Важнейшим назначением разнообразных масок: ритуально-магических, военных, погребальных и пр. — была защита от опасных демонов; маска должна была обмануть их и по возможности напугать. Каких только не придумано ухищрений, наивных раскрасок, устрашающих морд, двойных и тройных личин — чего угодно, лишь бы сбить с панталыку духов, людей и судьбу! Иногда маска претендует на сходство с тем, кого она должна скрывать, более того, на выражение его подлинной, сокровенной сути; таковы были некоторые погребальные маски. Со временем сакральный смысл выветривается, но отзвук чего-то близкого можно и сейчас уловить в обычае снимать посмертные маски со знаменитостей. Опустевшая скорлупка остается в веках вместо живого лица и чем дальше, тем больше обретает самоценность. Живое истлеет и забудется, маска бессмертна и с годами все убежденнее почитается как олицетворение, а то и вместилище исчезнувшей жизни, знак личности и судьбы.

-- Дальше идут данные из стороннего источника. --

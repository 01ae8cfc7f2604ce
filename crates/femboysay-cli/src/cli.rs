//! Command-line interface for the femboysay utility
//!
//! Reads a message from the arguments or stdin, prints it in a speech bubble
//! and prints the art file underneath.

use anyhow::Result;
use clap::{ArgAction, CommandFactory, Parser, ValueEnum};
use std::io::{self, Read, Write};
use std::path::PathBuf;
use tracing::{debug, info};

use femboysay::prelude::*;

/// Femboysay - a speech bubble above some ASCII art
#[derive(Parser, Debug)]
#[command(name = "femboysay")]
#[command(about = "Print a message in a speech bubble above a piece of ASCII art")]
#[command(version = env!("CARGO_PKG_VERSION"))]
#[command(author = env!("CARGO_PKG_AUTHORS"))]
#[command(disable_help_flag = true)]
#[command(after_help = "If no message is provided, reads from stdin.")]
pub struct Cli {
    /// Maximum width of the speech bubble
    #[arg(
        short,
        long,
        value_name = "WIDTH",
        default_value_t = DEFAULT_WIDTH as i64,
        allow_negative_numbers = true
    )]
    pub width: i64,

    /// Path to ASCII art file
    #[arg(short = 'f', long = "file", value_name = "ARTFILE", default_value = DEFAULT_ART_FILE)]
    pub art_file: PathBuf,

    /// Show this help message
    #[arg(short, long, action = ArgAction::SetTrue)]
    pub help: bool,

    /// Enable verbose output
    #[arg(short, long)]
    pub verbose: bool,

    /// Set log level (trace|debug|info|warn|error|off)
    #[arg(long, value_enum)]
    pub log_level: Option<LogLevel>,

    /// Set log format (compact|pretty|json)
    #[arg(long, value_enum)]
    pub log_format: Option<LogFormat>,

    /// Message to say
    #[arg(value_name = "MESSAGE", trailing_var_arg = true, allow_hyphen_values = true)]
    pub message: Vec<String>,
}

/// Log level options
#[derive(Copy, Clone, Debug, ValueEnum, PartialEq, Eq)]
pub enum LogLevel {
    Trace,
    Debug,
    Info,
    Warn,
    Error,
    Off,
}

impl LogLevel {
    pub fn as_str(&self) -> &'static str {
        match self {
            LogLevel::Trace => "trace",
            LogLevel::Debug => "debug",
            LogLevel::Info => "info",
            LogLevel::Warn => "warn",
            LogLevel::Error => "error",
            LogLevel::Off => "off",
        }
    }
}

/// Log format options
#[derive(Copy, Clone, Debug, ValueEnum, PartialEq, Eq)]
pub enum LogFormat {
    Compact,
    Pretty,
    Json,
}

impl LogFormat {
    pub fn as_str(&self) -> &'static str {
        match self {
            LogFormat::Compact => "compact",
            LogFormat::Pretty => "pretty",
            LogFormat::Json => "json",
        }
    }
}

/// Usage text shown for `-h`
pub fn usage() -> String {
    Cli::command().render_help().to_string()
}

/// Main CLI application
pub struct FemboysayApp {
    renderer: BubbleRenderer,
    printer: ArtPrinter,
}

impl FemboysayApp {
    /// Create a new application instance
    pub fn new() -> Self {
        Self {
            renderer: BubbleRenderer::new(),
            printer: ArtPrinter::new(),
        }
    }

    /// Run the application with the given CLI arguments
    pub fn run(&self, cli: Cli) -> Result<()> {
        if cli.help {
            eprint!("{}", usage());
            return Ok(());
        }

        // Width is checked before any input is read
        let config = SayConfig::new(cli.width, cli.art_file)?;

        if cli.verbose {
            eprintln!("femboysay v{}", env!("CARGO_PKG_VERSION"));
        }

        let text = if cli.message.is_empty() {
            if crossterm::tty::IsTty::is_tty(&io::stdin()) {
                debug!("stdin is a terminal, reading message until EOF");
            }
            resolve_message(&cli.message, io::stdin().lock())?
        } else {
            resolve_message(&cli.message, io::empty())?
        };

        if cli.verbose {
            eprintln!("Read {} bytes of message", text.len());
        }

        let stdout = io::stdout();
        self.say(&text, &config, stdout.lock())?;
        Ok(())
    }

    /// Print the bubble for `text` followed by the configured art file
    ///
    /// The bubble is flushed before the art file is opened, so it reaches
    /// `out` even when printing the art fails.
    pub fn say<W: Write>(&self, text: &str, config: &SayConfig, mut out: W) -> Result<(), SayError> {
        let message = wrap(text, config.width());
        info!(
            lines = message.line_count(),
            width = message.max_width(),
            "Rendering bubble"
        );
        self.renderer.write_to(&message, &mut out)?;

        info!(path = %config.art_path().display(), "Printing art file");
        self.printer.print_to(config.art_path(), &mut out)
    }
}

impl Default for FemboysayApp {
    fn default() -> Self {
        Self::new()
    }
}

/// Build the message text from positional words, or from `stdin` if there are none
///
/// Words are joined with single spaces. Stdin is read to EOF with its newlines
/// kept. Either way the result is trimmed, and an empty result is an error.
pub fn resolve_message<R: Read>(words: &[String], mut stdin: R) -> Result<String, SayError> {
    let text = if words.is_empty() {
        let mut buf = Vec::new();
        stdin.read_to_end(&mut buf).map_err(SayError::stdin_read)?;
        String::from_utf8_lossy(&buf).into_owned()
    } else {
        words.join(" ")
    };

    let text = text.trim();
    if text.is_empty() {
        return Err(SayError::EmptyMessage);
    }
    Ok(text.to_string())
}

#[cfg(test)]
mod tests {
    use super::*;
    use std::fs;
    use tempfile::tempdir;

    #[test]
    fn test_cli_defaults() {
        let cli = Cli::try_parse_from(["femboysay"]).unwrap();
        assert_eq!(cli.width, 40);
        assert_eq!(cli.art_file, PathBuf::from("/usr/share/femboysay/femboy.txt"));
        assert!(!cli.help);
        assert!(!cli.verbose);
        assert!(cli.log_level.is_none());
        assert!(cli.message.is_empty());
    }

    #[test]
    fn test_cli_parsing_width_and_file() {
        let cli = Cli::try_parse_from(["femboysay", "-w", "20", "-f", "cat.txt", "hello", "there"])
            .unwrap();
        assert_eq!(cli.width, 20);
        assert_eq!(cli.art_file, PathBuf::from("cat.txt"));
        assert_eq!(cli.message, ["hello", "there"]);
    }

    #[test]
    fn test_cli_parsing_negative_width() {
        let cli = Cli::try_parse_from(["femboysay", "-w", "-5", "hi"]).unwrap();
        assert_eq!(cli.width, -5);
    }

    #[test]
    fn test_cli_parsing_help_flag() {
        let cli = Cli::try_parse_from(["femboysay", "-h"]).unwrap();
        assert!(cli.help);
    }

    #[test]
    fn test_cli_message_keeps_hyphen_words() {
        let cli = Cli::try_parse_from(["femboysay", "hi", "-w", "--there"]).unwrap();
        assert_eq!(cli.width, 40);
        assert_eq!(cli.message, ["hi", "-w", "--there"]);
    }

    #[test]
    fn test_cli_parsing_log_options() {
        let cli = Cli::try_parse_from([
            "femboysay",
            "--log-level",
            "debug",
            "--log-format",
            "json",
            "hi",
        ])
        .unwrap();
        assert_eq!(cli.log_level, Some(LogLevel::Debug));
        assert_eq!(cli.log_format, Some(LogFormat::Json));
    }

    #[test]
    fn test_cli_rejects_non_numeric_width() {
        assert!(Cli::try_parse_from(["femboysay", "-w", "wide"]).is_err());
    }

    #[test]
    fn test_usage_mentions_stdin() {
        let text = usage();
        assert!(text.contains("-w"));
        assert!(text.contains("-f"));
        assert!(text.contains("If no message is provided, reads from stdin."));
    }

    #[test]
    fn test_resolve_message_joins_words() {
        let words = vec!["hello".to_string(), "big".to_string(), "world".to_string()];
        let text = resolve_message(&words, io::empty()).unwrap();
        assert_eq!(text, "hello big world");
    }

    #[test]
    fn test_resolve_message_reads_stdin() {
        let text = resolve_message(&[], "\n  line one\nline two\n\n".as_bytes()).unwrap();
        assert_eq!(text, "line one\nline two");
    }

    #[test]
    fn test_resolve_message_ignores_stdin_when_words_given() {
        let words = vec!["args".to_string()];
        let text = resolve_message(&words, "stdin text".as_bytes()).unwrap();
        assert_eq!(text, "args");
    }

    #[test]
    fn test_resolve_message_empty() {
        let err = resolve_message(&[], "   \n\t\n".as_bytes()).unwrap_err();
        assert!(matches!(err, SayError::EmptyMessage));

        let words = vec!["  ".to_string()];
        assert!(matches!(
            resolve_message(&words, io::empty()),
            Err(SayError::EmptyMessage)
        ));
    }

    #[test]
    fn test_say_writes_bubble_then_art() {
        let dir = tempdir().unwrap();
        let art_path = dir.path().join("art.txt");
        fs::write(&art_path, "(=^.^=)\n").unwrap();

        let config = SayConfig::new(40, &art_path).unwrap();
        let mut out = Vec::new();
        FemboysayApp::new().say("hi", &config, &mut out).unwrap();

        assert_eq!(
            String::from_utf8(out).unwrap(),
            " ____ \n< hi >\n ---- \n(=^.^=)\n"
        );
    }

    #[test]
    fn test_say_keeps_bubble_when_art_missing() {
        let dir = tempdir().unwrap();
        let config = SayConfig::new(40, dir.path().join("missing.txt")).unwrap();
        let mut out = Vec::new();

        let err = FemboysayApp::new().say("hi", &config, &mut out).unwrap_err();
        assert!(matches!(err, SayError::ArtOpen { .. }));
        assert_eq!(String::from_utf8(out).unwrap(), " ____ \n< hi >\n ---- \n");
    }

    #[test]
    fn test_app_default() {
        // Verify the app can be created via Default without panicking
        let _app = FemboysayApp::default();
    }
}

Глеб Скворцов попал в Москву одиннадцатилетним пацаном — после того, как умерла его мать, а отец, незадачливый председатель нищего послевоенного колхоза, угодил на пять лет в тюрьму за утрату не то денег, не то бумаг (подробней взрослые мальчику не объяснили, да, возможно, не знали сами). Незадолго до кончины мать успела списаться со своим московским братом, легендарным в семье дядей Гришей-горбатым, человеком сказочной профессии: фотографом на Зацепском рынке. Из своего захолустного Сареева, не видавши до того не только трамвая — поезда, Глеб сразу попал в самое нутро муравейного города, суматошное, тесное; не то что у деревенщины — у коренного жителя гул мог пойти в голове. Скворцов, однако, вошел в новую жизнь на удивление сноровисто — как будто по природе был создан для этого потного воздуха с запахом картофельной кожуры и разогретой простокваши, как будто, не помня, жил уже когда-то этой жизнью, а теперь лишь припоминал забытое. Он ничуть не терялся в рыночной толчее, не дурел от криков и трамвайного грохота, правила движения, многоэтажный быт и обращение с самыми разными людьми осваивал на ходу, проявляя незаурядную быстроту и точность реакции. В нем обнаружилось какое-то врожденное свойство переимчивости, отклика на любое человеческое качество: с расторопными он оказывался расторопен, с жуликами словно по наитию становился жуликоват, в разговоре с картавым чуть-чуть картавил — незаметно ни для себя, ни для собеседника, с той ненамеренной естественностью, с какой меняют окраску под цвет среды некоторые виды живых существ, отражая его голос и повадку.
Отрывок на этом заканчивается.